As prime vacancy rates in the city centre fall below 4%, a new class of landlord and tenant is quietly capitalising on one of Europe's tightest commercial property markets.

By Zurich Business Desk · Published 4 July 2026, 2:54 pm

3 min read

Zurich's Office Market Squeeze Is Creating Unexpected Winners
Photo: Photo by Susanne Jutzeler, suju-foto on Pexels

Vacancy in Zurich's central business district has dropped to roughly 3.8%, according to figures compiled by Jones Lang LaSalle for the first half of 2026 — the lowest reading since before the pandemic and well under the 6% threshold that property economists typically consider a balanced market. For tenants hunting space along Bahnhofstrasse or in the Kreis 1 insurance and banking corridor, that means waiting lists, rising rents, and compromises on fit-out. For a specific group of landlords, refurbishers, and flexible workspace operators, it means something else entirely: a seller's market with no near-term relief in sight.

The tightening did not happen overnight. Zurich shed roughly 15% of its traditional office stock between 2020 and 2024 as ageing buildings in Wiedikon and Aussersihl were converted to residential use under the city's own housing-stimulus ordinances. Meanwhile, net new supply scheduled for delivery this year is running at less than 60,000 square metres across the entire canton — barely enough to absorb the expansion plans of a single mid-sized bank. The combination of constrained supply and steady white-collar hiring from financial services, life sciences, and tech firms operating out of the Zürich-West and Oerlikon districts has pushed prime headline rents above CHF 750 per square metre annually for the first time.

Who Is Already Cashing In

Flexible workspace providers are the most visible beneficiaries. IWG, which operates Regus and Spaces branded centres across the city, quietly signed a new 2,500-square-metre lease on Hardturmstrasse in early May, its third Zurich expansion in eighteen months. Swiss operator Swiss Coworking Alliance says membership enquiries from financial-sector firms — typically the last segment to embrace shared space — rose 34% in the twelve months to June 2026. The logic is simple: a company that cannot secure a five-year conventional lease in Kreis 4 or Kreis 5 can park staff in a serviced centre within weeks, at a monthly cost that, while higher per desk than a conventional lease, requires no capital outlay and no long-term commitment.
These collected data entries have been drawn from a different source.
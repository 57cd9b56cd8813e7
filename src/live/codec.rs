//! JSON wire format of the Gemini Live `BidiGenerateContent` stream.
//!
//! Outbound messages are encoded from [`OutboundMessage`]. Inbound frames are
//! classified into exactly one [`ServerMessage`] with a fixed precedence:
//! `error`, then `setupComplete`, then `serverContent`. Any other shape is
//! [`ServerMessage::Unrecognized`] and produces no events. Unknown fields are
//! ignored everywhere.

use super::types::InboundEvent;
use crate::audio::AudioChunk;
use base64::{engine::general_purpose::STANDARD as BASE64, Engine as _};
use serde::{Deserialize, Serialize};
use thiserror::Error;

#[derive(Error, Debug)]
pub enum CodecError {
    #[error("Invalid JSON: {0}")]
    Json(#[from] serde_json::Error),
    #[error("Base64 decode error: {0}")]
    Base64(#[from] base64::DecodeError),
    #[error("Frame is not valid UTF-8")]
    NotUtf8,
}

/// Output modality requested in the setup message
#[derive(Debug, Clone, Copy, PartialEq, Eq, Serialize)]
#[serde(rename_all = "UPPERCASE")]
pub enum ResponseModality {
    Audio,
    Text,
}

/// Messages the client sends
#[derive(Debug, Clone, PartialEq)]
pub enum OutboundMessage {
    Setup {
        model: String,
        system_prompt: String,
        response_modalities: Vec<ResponseModality>,
    },
    RealtimeAudio {
        data: Vec<u8>,
        mime_type: String,
    },
    /// Empty user turn marking the end of spoken input
    TurnBoundary,
}

impl OutboundMessage {
    pub fn setup(model: impl Into<String>, system_prompt: impl Into<String>) -> Self {
        OutboundMessage::Setup {
            model: model.into(),
            system_prompt: system_prompt.into(),
            response_modalities: vec![ResponseModality::Audio],
        }
    }

    pub fn audio(chunk: &AudioChunk) -> Self {
        OutboundMessage::RealtimeAudio {
            data: chunk.data().to_vec(),
            mime_type: chunk.format().mime_type(),
        }
    }

    /// Audio and turn messages are only legal once the session is ready.
    pub fn requires_ready(&self) -> bool {
        !matches!(self, OutboundMessage::Setup { .. })
    }

    pub fn kind(&self) -> &'static str {
        match self {
            OutboundMessage::Setup { .. } => "setup",
            OutboundMessage::RealtimeAudio { .. } => "realtimeInput",
            OutboundMessage::TurnBoundary => "clientContent",
        }
    }

    pub fn encode(&self) -> Result<String, CodecError> {
        let json = match self {
            OutboundMessage::Setup {
                model,
                system_prompt,
                response_modalities,
            } => serde_json::to_string(&SetupFrame {
                setup: SetupBody {
                    model,
                    generation_config: GenerationConfig {
                        response_modalities,
                    },
                    system_instruction: Content {
                        role: None,
                        parts: vec![TextPart {
                            text: system_prompt,
                        }],
                    },
                },
            })?,
            OutboundMessage::RealtimeAudio { data, mime_type } => {
                serde_json::to_string(&RealtimeInputFrame {
                    realtime_input: RealtimeInput {
                        audio: Blob {
                            data: BASE64.encode(data),
                            mime_type,
                        },
                    },
                })?
            }
            OutboundMessage::TurnBoundary => serde_json::to_string(&ClientContentFrame {
                client_content: ClientContent {
                    turns: vec![Content {
                        role: Some("user"),
                        parts: Vec::new(),
                    }],
                },
            })?,
        };
        Ok(json)
    }
}

#[derive(Serialize)]
struct SetupFrame<'a> {
    setup: SetupBody<'a>,
}

#[derive(Serialize)]
#[serde(rename_all = "camelCase")]
struct SetupBody<'a> {
    model: &'a str,
    generation_config: GenerationConfig<'a>,
    system_instruction: Content<'a>,
}

#[derive(Serialize)]
#[serde(rename_all = "camelCase")]
struct GenerationConfig<'a> {
    response_modalities: &'a [ResponseModality],
}

#[derive(Serialize)]
struct Content<'a> {
    #[serde(skip_serializing_if = "Option::is_none")]
    role: Option<&'a str>,
    parts: Vec<TextPart<'a>>,
}

#[derive(Serialize)]
struct TextPart<'a> {
    text: &'a str,
}

#[derive(Serialize)]
#[serde(rename_all = "camelCase")]
struct RealtimeInputFrame<'a> {
    realtime_input: RealtimeInput<'a>,
}

#[derive(Serialize)]
struct RealtimeInput<'a> {
    audio: Blob<'a>,
}

#[derive(Serialize)]
#[serde(rename_all = "camelCase")]
struct Blob<'a> {
    data: String,
    mime_type: &'a str,
}

#[derive(Serialize)]
#[serde(rename_all = "camelCase")]
struct ClientContentFrame<'a> {
    client_content: ClientContent<'a>,
}

#[derive(Serialize)]
struct ClientContent<'a> {
    turns: Vec<Content<'a>>,
}

/// One part of a model turn
#[derive(Debug, Clone, PartialEq)]
pub enum ContentPart {
    Text(String),
    Audio { data: Vec<u8>, mime_type: String },
    /// A part whose payload could not be decoded
    Rejected(String),
}

#[derive(Debug, Clone, PartialEq, Default)]
pub struct ServerContent {
    pub interrupted: bool,
    pub parts: Vec<ContentPart>,
    pub turn_complete: bool,
}

/// Classified inbound frame
#[derive(Debug, Clone, PartialEq)]
pub enum ServerMessage {
    Error { code: i64, message: String },
    SetupComplete,
    ServerContent(ServerContent),
    Unrecognized,
}

impl ServerMessage {
    /// Expand into caller events: `Interrupted`, then each part in order, then `TurnComplete`.
    pub fn into_events(self) -> Vec<InboundEvent> {
        match self {
            ServerMessage::Error { code, message } => {
                vec![InboundEvent::ServerError { code, message }]
            }
            ServerMessage::SetupComplete => vec![InboundEvent::SetupComplete],
            ServerMessage::ServerContent(content) => {
                let mut events = Vec::with_capacity(content.parts.len() + 2);
                if content.interrupted {
                    events.push(InboundEvent::Interrupted);
                }
                events.extend(content.parts.into_iter().map(|part| match part {
                    ContentPart::Text(text) => InboundEvent::Transcript { text },
                    ContentPart::Audio { data, mime_type } => {
                        InboundEvent::AudioOutput { data, mime_type }
                    }
                    ContentPart::Rejected(message) => InboundEvent::ProtocolError { message },
                }));
                if content.turn_complete {
                    events.push(InboundEvent::TurnComplete);
                }
                events
            }
            ServerMessage::Unrecognized => Vec::new(),
        }
    }
}

#[derive(Deserialize)]
#[serde(rename_all = "camelCase")]
struct RawServerMessage {
    error: Option<RawError>,
    setup_complete: Option<serde_json::Value>,
    server_content: Option<RawServerContent>,
}

#[derive(Deserialize)]
struct RawError {
    #[serde(default)]
    code: i64,
    #[serde(default)]
    message: String,
}

#[derive(Deserialize)]
#[serde(rename_all = "camelCase")]
struct RawServerContent {
    #[serde(default)]
    interrupted: bool,
    #[serde(default)]
    turn_complete: bool,
    model_turn: Option<RawModelTurn>,
}

#[derive(Deserialize)]
struct RawModelTurn {
    #[serde(default)]
    parts: Vec<RawPart>,
}

#[derive(Deserialize)]
#[serde(rename_all = "camelCase")]
struct RawPart {
    text: Option<String>,
    inline_data: Option<RawInlineData>,
}

#[derive(Deserialize)]
#[serde(rename_all = "camelCase")]
struct RawInlineData {
    #[serde(default)]
    mime_type: String,
    #[serde(default)]
    data: String,
}

/// Decode a text frame.
pub fn decode(payload: &str) -> Result<ServerMessage, CodecError> {
    let raw: RawServerMessage = serde_json::from_str(payload)?;

    if let Some(error) = raw.error {
        return Ok(ServerMessage::Error {
            code: error.code,
            message: error.message,
        });
    }
    if raw.setup_complete.is_some() {
        return Ok(ServerMessage::SetupComplete);
    }
    let Some(content) = raw.server_content else {
        return Ok(ServerMessage::Unrecognized);
    };

    let mut parts = Vec::new();
    for part in content.model_turn.map(|turn| turn.parts).unwrap_or_default() {
        if let Some(text) = part.text {
            parts.push(ContentPart::Text(text));
        }
        if let Some(inline) = part.inline_data {
            match BASE64.decode(inline.data.as_bytes()) {
                Ok(data) => parts.push(ContentPart::Audio {
                    data,
                    mime_type: inline.mime_type,
                }),
                Err(e) => {
                    log::warn!("⚠️  Skipping undecodable audio part: {}", e);
                    parts.push(ContentPart::Rejected(CodecError::from(e).to_string()));
                }
            }
        }
    }

    Ok(ServerMessage::ServerContent(ServerContent {
        interrupted: content.interrupted,
        parts,
        turn_complete: content.turn_complete,
    }))
}

/// Decode a binary frame; the service sends JSON in binary frames too.
pub fn decode_bytes(payload: &[u8]) -> Result<ServerMessage, CodecError> {
    let text = std::str::from_utf8(payload).map_err(|_| CodecError::NotUtf8)?;
    decode(text)
}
Institutional landlords with existing stock are extracting the premium. Swiss Life, which owns several properties along Uraniastrasse and in the Leutschenbach business park in Seebach, has reportedly pushed renewal rents on expiring leases up by 12% to 18% over the past eighteen months, according to two advisers familiar with the portfolio. Buildings that sat partly empty in 2022 are now fully let. Swiss Prime Site, the Zurich-listed real estate group, reported an annualised portfolio vacancy rate of just 3.5% in its full-year 2025 results published in February — compared with 5.2% two years earlier.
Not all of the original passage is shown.